▶ **Work required**
Scan the data, and whenever a line contains "below", copy it.

▶ **Record excerpts**
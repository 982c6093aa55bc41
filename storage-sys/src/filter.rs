// SPDX-License-Identifier: GPL-3.0-only

//! Filter policy applied while walking device trees and mount tables
//!
//! An [`Op`] bundles three predicates (filesystem type, device type, mount
//! point). A predicate that is not set matches everything. The ready-made
//! predicates below cover the usual host inventory policy.

use std::fmt;
use std::sync::Arc;
use std::time::Duration;

use storage_types::BlockDevice;

/// Default bound on a single mount point existence check
pub const DEFAULT_STAT_TIMEOUT: Duration = Duration::from_secs(5);

pub const DEFAULT_NETWORK_FS_TYPES: &[&str] = &["nfs", "nfs4", "wekafs", "virtiofs", "lustre"];

pub const DEFAULT_RESERVED_MOUNT_PREFIXES: &[&str] = &["/mnt/cloud-metadata"];

const LOCAL_FS_TYPES: &[&str] = &[
    "ext2",
    "ext3",
    "ext4",
    "xfs",
    "btrfs",
    "zfs",
    "zfs_member",
    "f2fs",
    "LVM2_member",
    "linux_raid_member",
];

pub type Predicate = Arc<dyn Fn(&str) -> bool + Send + Sync>;

/// Filter policy for one discovery call
#[derive(Clone)]
pub struct Op {
    fstype: Option<Predicate>,
    device_type: Option<Predicate>,
    mount_point: Option<Predicate>,
    skip_usage: bool,
    stat_timeout: Duration,
}

impl Default for Op {
    fn default() -> Self {
        Self {
            fstype: None,
            device_type: None,
            mount_point: None,
            skip_usage: false,
            stat_timeout: DEFAULT_STAT_TIMEOUT,
        }
    }
}

impl fmt::Debug for Op {
    fn fmt(&self, f: &mut fmt::Formatter<'_>) -> fmt::Result {
        f.debug_struct("Op")
            .field("fstype", &self.fstype.is_some())
            .field("device_type", &self.device_type.is_some())
            .field("mount_point", &self.mount_point.is_some())
            .field("skip_usage", &self.skip_usage)
            .field("stat_timeout", &self.stat_timeout)
            .finish()
    }
}

impl Op {
    pub fn new() -> Self {
        Self::default()
    }

    /// Policy built from the default predicates
    pub fn with_default_predicates(
        network_fs_types: Vec<String>,
        reserved_mount_prefixes: Vec<String>,
    ) -> Self {
        Self::new()
            .with_fstype_filter(move |fstype| default_fstype(fstype, &network_fs_types))
            .with_device_type_filter(default_device_type)
            .with_mount_point_filter(move |mount_point| {
                default_mount_point(mount_point, &reserved_mount_prefixes)
            })
    }

    pub fn with_fstype_filter(mut self, f: impl Fn(&str) -> bool + Send + Sync + 'static) -> Self {
        self.fstype = Some(Arc::new(f));
        self
    }

    pub fn with_device_type_filter(
        mut self,
        f: impl Fn(&str) -> bool + Send + Sync + 'static,
    ) -> Self {
        self.device_type = Some(Arc::new(f));
        self
    }

    pub fn with_mount_point_filter(
        mut self,
        f: impl Fn(&str) -> bool + Send + Sync + 'static,
    ) -> Self {
        self.mount_point = Some(Arc::new(f));
        self
    }

    pub fn with_skip_usage(mut self, skip_usage: bool) -> Self {
        self.skip_usage = skip_usage;
        self
    }

    pub fn with_stat_timeout(mut self, stat_timeout: Duration) -> Self {
        self.stat_timeout = stat_timeout;
        self
    }

    pub fn matches_fstype(&self, fstype: &str) -> bool {
        self.fstype.as_ref().is_none_or(|f| f(fstype))
    }

    pub fn matches_device_type(&self, device_type: &str) -> bool {
        self.device_type.as_ref().is_none_or(|f| f(device_type))
    }

    pub fn matches_mount_point(&self, mount_point: &str) -> bool {
        self.mount_point.as_ref().is_none_or(|f| f(mount_point))
    }

    /// All three predicates hold for `dev`
    pub fn matches(&self, dev: &BlockDevice) -> bool {
        self.matches_fstype(&dev.fstype)
            && self.matches_device_type(&dev.device_type)
            && self.matches_mount_point(&dev.mount_point)
    }

    pub fn skip_usage(&self) -> bool {
        self.skip_usage
    }

    pub fn stat_timeout(&self) -> Duration {
        self.stat_timeout
    }
}

/// Disks, partitions, LVM volumes and RAID/MD arrays
pub fn default_device_type(device_type: &str) -> bool {
    matches!(device_type, "disk" | "part" | "lvm")
        || device_type.starts_with("raid")
        || device_type.starts_with("md")
}

/// Whole disks only
pub fn disk_device_type(device_type: &str) -> bool {
    device_type == "disk"
}

/// Unformatted layers, local filesystems, LVM/RAID members and `network_fs_types`
pub fn default_fstype(fstype: &str, network_fs_types: &[String]) -> bool {
    fstype.is_empty()
        || LOCAL_FS_TYPES.contains(&fstype)
        || network_fstype(fstype, network_fs_types)
}

pub fn network_fstype(fstype: &str, network_fs_types: &[String]) -> bool {
    !fstype.is_empty() && network_fs_types.iter().any(|t| t == fstype)
}

pub fn ext4_fstype(fstype: &str) -> bool {
    fstype == "ext4"
}

/// Rejects empty mount points and anything at or below a reserved prefix.
/// `/mnt/cloud-metadata-x` is not below `/mnt/cloud-metadata`.
pub fn default_mount_point(mount_point: &str, reserved_prefixes: &[String]) -> bool {
    if mount_point.is_empty() {
        return false;
    }
    !reserved_prefixes.iter().any(|prefix| {
        let prefix = prefix.trim_end_matches('/');
        !prefix.is_empty()
            && mount_point
                .strip_prefix(prefix)
                .is_some_and(|rest| rest.is_empty() || rest.starts_with('/'))
    })
}

pub fn default_network_fs_types() -> Vec<String> {
    DEFAULT_NETWORK_FS_TYPES.iter().map(|s| s.to_string()).collect()
}

pub fn default_reserved_mount_prefixes() -> Vec<String> {
    DEFAULT_RESERVED_MOUNT_PREFIXES
        .iter()
        .map(|s| s.to_string())
        .collect()
}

▶ **Answer to this problem**
//! predicates below cover the usual host inventory policy.
/// Rejects empty mount points and anything at or below a reserved prefix.
/// `/mnt/cloud-metadata-x` is not below `/mnt/cloud-metadata`.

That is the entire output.